Crime Library: Criminal Minds and Methods

School Killers

The Young Rampage Killer

In April 2000, marking the first anniversary of the Columbine tragedy, The New York Times published a series about violence that was based on one hundred cases of American rampage killers from the past fifty years. They noted that the incident in Littleton, Colorado was one of thirteen for the year 1999.

Rampage killers tend to be better educated than typical murderers, are likely to have military experience, and are more likely to kill themselves. The most significant influence on their outbursts appears to have been some form of mental illness. One-third had histories of violence and half had made threats. Most attacks were the result of a build-up over time of rage and the effects of depression, and more than half were able to purchase guns easily. "These are not impulsive acts," says J. Reid Meloy, a forensic psychologist and expert on sociopathic behavior. "There's a planning and a purpose, and an emotional detachment that's very long-term."

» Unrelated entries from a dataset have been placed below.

//! Stage Pipeline Orchestrator: runs a [`Pipeline`] for one job.
//!
//! Flow: validate chain → for each stage: render → stream through a
//! TokenBatcher → store output → extract the final JSON object.
//!
//! A run moves Pending → Running(0) → … → Running(n-1) → Completed, or to
//! Failed from any point. Nothing partial is returned on failure.

use std::collections::HashMap;
use std::sync::Arc;

use tracing::{debug, info, warn};

use super::{Pipeline, PipelineError};
use crate::events::{EventHub, TokenBatcher};
use crate::llm_client::prompts::render_template;
use crate::llm_client::TextEngine;

#[derive(Debug, Clone, Copy, PartialEq, Eq)]
pub enum RunState {
    Pending,
    /// Index into the pipeline's stage list (not the progress index).
    Running(usize),
    Completed,
    Failed,
}

/// Shared collaborators for pipeline runs.
#[derive(Clone)]
pub struct Orchestrator {
    engine: Arc<dyn TextEngine>,
    hub: Arc<EventHub>,
    batch_size: usize,
}

impl Orchestrator {
    pub fn new(engine: Arc<dyn TextEngine>, hub: Arc<EventHub>, batch_size: usize) -> Self {
        Self {
            engine,
            hub,
            batch_size,
        }
    }

    /// Runs `pipeline` for `job_id` and returns the final output as compact JSON.
    pub async fn run(
        &self,
        pipeline: &Pipeline,
        job_id: &str,
        inputs: HashMap<String, String>,
    ) -> Result<String, PipelineError> {
        let mut run = PipelineRun::new(job_id, inputs);
        let result = run.execute(self, pipeline).await;
        debug!("Run for {job_id} ended in state {:?}", run.state());
        result
    }
}

/// The state of one pipeline execution.
pub struct PipelineRun {
    job_id: String,
    values: HashMap<String, String>,
    state: RunState,
}

impl PipelineRun {
    pub fn new(job_id: &str, inputs: HashMap<String, String>) -> Self {
        Self {
            job_id: job_id.to_string(),
            values: inputs,
            state: RunState::Pending,
        }
    }

    pub fn state(&self) -> RunState {
        self.state
    }

    pub async fn execute(
        &mut self,
        orchestrator: &Orchestrator,
        pipeline: &Pipeline,
    ) -> Result<String, PipelineError> {
        let result = self.drive(orchestrator, pipeline).await;
        match &result {
            Ok(_) => {
                self.state = RunState::Completed;
                info!("Pipeline completed for {}", self.job_id);
            }
            Err(e) => {
                self.state = RunState::Failed;
                warn!("Pipeline failed for {}: {e}", self.job_id);
            }
        }
        result
    }

    async fn drive(
        &mut self,
        orchestrator: &Orchestrator,
        pipeline: &Pipeline,
    ) -> Result<String, PipelineError> {
        // Configuration errors are fatal before any stage runs.
        pipeline.validate(self.values.keys().map(String::as_str))?;

        for (i, stage) in pipeline.stages.iter().enumerate() {
            self.state = RunState::Running(i);
            info!(
                "Running stage {} ({}/{}) for {}",
                stage.name,
                stage.progress_index,
                pipeline.stages.len(),
                self.job_id
            );

            let prompt = render_template(&stage.template, &stage.input_variables, &self.values);
            let mut batcher = TokenBatcher::new(
                orchestrator.hub.clone(),
                self.job_id.as_str(),
                stage.progress_index,
                orchestrator.batch_size,
            );
            let output = orchestrator
                .engine
                .generate(&prompt, &mut batcher)
                .await
                .map_err(|source| PipelineError::Engine {
                    stage: stage.name.clone(),
                    source,
                })?;

            self.values.insert(stage.output_key.clone(), output);
        }

        let raw = self
            .values
            .get(&pipeline.final_output)
            .ok_or_else(|| PipelineError::MissingVariable {
                stage: "final output".to_string(),
                variable: pipeline.final_output.clone(),
            })?;
        extract_json_object(raw)
    }
}

/// Strips commentary around a JSON object (everything before the first `{`
/// and after the last `}`) and returns the object re-serialized compactly.
pub fn extract_json_object(text: &str) -> Result<String, PipelineError> {
    let (start, end) = match (text.find('{'), text.rfind('}')) {
        (Some(start), Some(end)) if start < end => (start, end),
        _ => {
            return Err(PipelineError::MalformedOutput(
                "no JSON object found in output".to_string(),
            ))
        }
    };
    let value: serde_json::Value = serde_json::from_str(&text[start..=end])
        .map_err(|e| PipelineError::MalformedOutput(e.to_string()))?;
    serde_json::to_string(&value).map_err(|e| PipelineError::MalformedOutput(e.to_string()))
}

Of the 100 cases, nineteen were teenagers, and they showed a pattern that set them apart from the adults:

  • While adults tended to act alone, kids often acted with the support of their peers. In some instances, those kids were helped by other kids who drove them to school, showed them how to use a gun, helped them get a firearm, or simply came to watch. There were times when these students were actually goaded into doing it. Quite often the killers boasted about what they were planning and even encouraged friends to be a witness. By contrast, adults acted alone.
  • Kids may try to collaborate and get others involved, and some of them kill together, as was the case in Jonesboro and Littleton.
  • They will often boast of their plans.
  • While mental health problems are common, fewer kids than adults commit suicide.
  • The youngest killers are less emotionally detached than older ones.

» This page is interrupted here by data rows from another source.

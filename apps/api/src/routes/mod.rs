pub mod health;

use axum::{
    extract::DefaultBodyLimit,
    routing::{get, post},
    Router,
};

use crate::events::handlers as events;
use crate::jobs::handlers as jobs;
use crate::state::AppState;

/// Uploads larger than this are rejected before reaching the handler.
const MAX_UPLOAD_BYTES: usize = 10 * 1024 * 1024;

pub fn build_router(state: AppState) -> Router {
    Router::new()
        .route("/health", get(health::health_handler))
        // Event stream
        .route("/api/v1/events", get(events::handle_subscribe))
        .route("/api/v1/events/cache", get(events::handle_cache_snapshot))
        // Resume API
        .route(
            "/api/v1/resumes",
            post(jobs::handle_submit)
                .get(jobs::handle_list)
                .layer(DefaultBodyLimit::max(MAX_UPLOAD_BYTES)),
        )
        .route(
            "/api/v1/resumes/:id",
            get(jobs::handle_get).delete(jobs::handle_delete),
        )
        .route("/api/v1/resumes/:id/file", get(jobs::handle_get_file))
        .route("/api/v1/resumes/:id/url", get(jobs::handle_presigned_url))
        .with_state(state)
}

In forty cases of school violence in the past twenty years, the Secret Service's National Threat Assessment found that teenagers often told someone before they did the deed. Most of these kids were white and they preferred (and somehow acquired) semiautomatics. Almost half had shown some evidence of mental disturbance, including delusions and hallucinations.

School officials want to know if there are any clear signs to watch for and to tell parents about. They know they must be especially careful because any action they take has the potential of landing them in court. The problem is that few school psychologists have received training on this issue, so they're not sure what to do or what to look for. As with all dangerousness assessments, the most telling factor in what a child might do is what a child has already done. In other words, a history of violent actions or words is the best indicator of future violence potential.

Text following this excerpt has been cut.